Aus aussichtsloser Situation holen die Synchronspringer Wels/Schellenberg Silber – und sind traurig

Plötzlich stand dieser Typ mit seinem Röckchen auf dem Brett. Keiner wusste, wo er herkam, aber Kampfrichter, Zuschauer, Sicherheitsleute und vor allem Andreas Wels und Tobias Schellenberg starrten auf den unerwünschten Gast, der erst wippte und dann elegant ins Wasser hüpfte. Bei einem anderen, unbedeutenderen Wettkampf hätten Wels und Schellenberg gelacht, aber das olympische Finale im Synchronspringen vom Drei-Meter-Brett ist eine verdammt ernste Angelegenheit. Und so ein Kerl stört unheimlich, wenn man selber auf dem Brett steht und sich gerade für seinen vierten Durchgang fertig macht.

„Da kommt so eine Pfeife mit einem Röcken und klaut uns die Goldmedaille“, schimpfte Wels später.
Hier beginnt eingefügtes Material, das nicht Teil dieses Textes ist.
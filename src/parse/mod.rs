//! Text classification and parsing of dimension callouts.
//!
//! Turns one engine detection into zero or more typed [`Dimension`]
//! records:
//!
//! 1. repair the diameter glyph misread as `0` ([`fix_diameter_glyph`])
//! 2. run the ordered rule cascade ([`rules::RULES`])
//! 3. extract a tolerance if the matching rule did not capture one
//! 4. decompose long unmatched blocks into embedded tokens ([`compound`])
//!
//! The quality gate ([`QualityGate`]) is applied separately so callers can
//! count rejections.

pub mod compound;
mod glyph;
mod quality;
pub mod rules;
mod tolerance;
mod unit;

pub use glyph::{canonicalize_diameter, fix_diameter_glyph, is_diameter_glyph, DIAMETER};
pub use quality::{is_valid, QualityGate, Rejection};
pub use tolerance::extract_tolerance;
pub use unit::extract_unit;

use serde::{Deserialize, Serialize};
use tracing::debug;

use crate::ir::{Dimension, DimensionId, DimensionType, RawDetection};

/// Parser settings.
#[derive(Clone, Debug, PartialEq, Serialize, Deserialize)]
#[serde(default)]
pub struct ParserConfig {
    pub quality: QualityGate,
    /// Unmatched blocks shorter than this are not decomposed.
    pub min_compound_len: usize,
}

impl Default for ParserConfig {
    fn default() -> Self {
        Self {
            quality: QualityGate::default(),
            min_compound_len: 5,
        }
    }
}

/// Prepares text for the cascade: trims, canonicalizes the diameter glyph,
/// repairs `0`-for-`Ø`, spells `+/-` as `±` and drops all whitespace.
pub fn compact(raw_text: &str) -> String {
    let repaired = fix_diameter_glyph(&canonicalize_diameter(raw_text.trim()));
    repaired
        .replace("+/-", "±")
        .replace("+-", "±")
        .chars()
        .filter(|c| !c.is_whitespace())
        .collect()
}

/// Classifies a raw token and returns `(type, normalized value, tolerance)`.
///
/// Text that matches no rule yields `Unknown`; a token that is nothing but
/// a tolerance yields `Tolerance`.
///
/// ```
/// use dimfuse::ir::DimensionType;
/// use dimfuse::parse::classify_and_parse;
///
/// assert_eq!(
///     classify_and_parse("Ø25±0.1"),
///     (DimensionType::Diameter, "Ø25±0.1".to_string(), Some("±0.1".to_string()))
/// );
/// assert_eq!(classify_and_parse("0.8").0, DimensionType::SurfaceFinish);
/// assert_eq!(classify_and_parse("1.0").0, DimensionType::Length);
/// ```
pub fn classify_and_parse(raw_text: &str) -> (DimensionType, String, Option<String>) {
    let parsed = parse_token(raw_text);
    (parsed.dimension_type, parsed.value, parsed.tolerance)
}

/// Cascade outcome together with the rule that produced it.
struct ParsedToken {
    rule: Option<&'static str>,
    dimension_type: DimensionType,
    value: String,
    tolerance: Option<String>,
}

fn parse_token(raw_text: &str) -> ParsedToken {
    let token = compact(raw_text);
    if token.is_empty() {
        return ParsedToken {
            rule: None,
            dimension_type: DimensionType::Unknown,
            value: token,
            tolerance: None,
        };
    }

    let (rule, dimension_type, tolerance) = match rules::classify(&token) {
        Some((name, classified)) => (Some(name), classified.dimension_type, classified.tolerance),
        None => (None, DimensionType::Unknown, None),
    };
    let tolerance = tolerance.or_else(|| extract_tolerance(&token, dimension_type));

    let dimension_type = match (dimension_type, &tolerance) {
        (DimensionType::Unknown, Some(_)) => DimensionType::Tolerance,
        (t, _) => t,
    };

    ParsedToken {
        rule,
        dimension_type,
        value: token,
        tolerance,
    }
}

/// True when a multi-word block only matched a numeric fallback because
/// compaction glued its words together, e.g. `4X Ø12 THRU`.
fn is_glued_block(raw_text: &str, rule: Option<&'static str>) -> bool {
    rule.is_some_and(|name| rules::NUMERIC_FALLBACKS.contains(&name))
        && raw_text.trim().contains(char::is_whitespace)
}

/// Candidates produced from one detection, before the quality gate.
#[derive(Clone, Debug, Default)]
pub struct Candidates {
    pub dimensions: Vec<Dimension>,
    /// True when the dimensions came from compound decomposition.
    pub decomposed: bool,
}

/// Parses one engine detection into candidate dimensions.
///
/// A detection whose text matches the cascade yields one dimension. A block
/// of at least `min_compound_len` characters is decomposed when it matches
/// no rule, or when it is several words that only matched a numeric
/// fallback. In the second case the decomposition is kept only if it finds
/// something besides bare tolerances, so `120 ±0.5` stays one length. Each
/// embedded token gets a horizontal slice of the parent box and the id
/// `<id>-<n>`.
pub fn parse_detection(detection: &RawDetection, id: DimensionId, config: &ParserConfig) -> Candidates {
    let bbox = detection.page_bbox();
    let confidence = detection.normalized_confidence();
    let unit = extract_unit(&detection.text);
    let parsed = parse_token(&detection.text);
    let unmatched = parsed.dimension_type == DimensionType::Unknown;

    let base = |id: DimensionId, bbox, raw: &str| {
        let dim = Dimension::new(id, bbox, raw)
            .with_confidence(confidence)
            .with_engine(detection.engine.clone());
        match unit {
            Some(unit) => dim.with_unit(unit),
            None => dim,
        }
    };

    if (unmatched || is_glued_block(&detection.text, parsed.rule))
        && parsed.value.chars().count() >= config.min_compound_len
    {
        let scanned = fix_diameter_glyph(&canonicalize_diameter(detection.text.trim()));
        let total = scanned.chars().count().max(1) as f64;
        let tokens = compound::decompose(&scanned);
        let usable = if unmatched {
            !tokens.is_empty()
        } else {
            tokens
                .iter()
                .any(|t| t.dimension_type != DimensionType::Tolerance)
        };
        if usable {
            debug!(
                "Decomposed '{}' from {} into {} token(s)",
                detection.text,
                detection.engine,
                tokens.len()
            );
            let dimensions = tokens
                .into_iter()
                .enumerate()
                .map(|(n, t)| {
                    let sub_bbox =
                        bbox.horizontal_slice(t.start as f64 / total, t.end as f64 / total);
                    let (_, _, sub_tolerance) = classify_and_parse(&t.token);
                    let mut dim = base(DimensionId::new(format!("{id}-{n}")), sub_bbox, &t.token)
                        .with_parsed(t.dimension_type, t.token.clone());
                    dim.tolerance = sub_tolerance;
                    dim
                })
                .collect();
            return Candidates {
                dimensions,
                decomposed: true,
            };
        }
    }

    let mut dim = base(id, bbox, &detection.text).with_parsed(parsed.dimension_type, parsed.value);
    dim.tolerance = parsed.tolerance;
    Candidates {
        dimensions: vec![dim],
        decomposed: false,
    }
}

/// Runs one text through the whole parser, quality gate included.
///
/// Exposed for fuzz targets only.
#[cfg(feature = "fuzzing")]
pub fn fuzz_parse_text(text: &str) -> usize {
    let detection = RawDetection::new(
        crate::ir::io_engine::UNKNOWN_ENGINE,
        text,
        crate::ir::BoundingBox::new(0.0, 0.0, 200.0, 20.0),
    );
    let config = ParserConfig::default();
    parse_detection(&detection, DimensionId::new("fuzz"), &config)
        .dimensions
        .iter()
        .filter(|d| config.quality.is_valid(d))
        .count()
}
Die Konzentration war gestört, ihren dreieinhalbfachen Salto vorwärts gehechtet brachten Andreas Wels aus Halle und Tobias Schellenberg aus Leipzig deshalb nicht optimal ins Wasser. Die beiden rutschten vor dem letzten Durchgang auf den sechsten Platz ab.

Am Ende aber holten sie Silber, „im kuriosesten Wettbewerb, den ich je erlebt habe“ (Schellenberg). Erst plumpste im letzten Durchgang einer der favorisierten Chinesen derart ungeschickt ins Wasser, wie noch kurz zuvor der Typ im Röckchen und den Clownsschuhen. Dann streifte der erfahrene Russe Dmitri Sautin mit einem Fuß das Brett und fiel wie ein Stein hinab. So rückten die Deutschen vor. Nur die Griechen Nikolaos Sirandis und Thomas Bimis waren am Ende besser. Ausgerechnet die Griechen, die Wels und Schellenberg vor Athen noch mehrfach klar besiegt hatten.

Und wenn ihnen dieser Flitzer nicht den vierten Sprung vermasselt hätte, sagt Wels, dann hätten sie die Griechen auch in Athen abgehängt. Ihr Vorsprung vor dem letzten Durchgang auf Sirandis/Bims wäre groß genug gewesen. Dann hätten auch die Kampfrichter nichts mehr ausrichten können.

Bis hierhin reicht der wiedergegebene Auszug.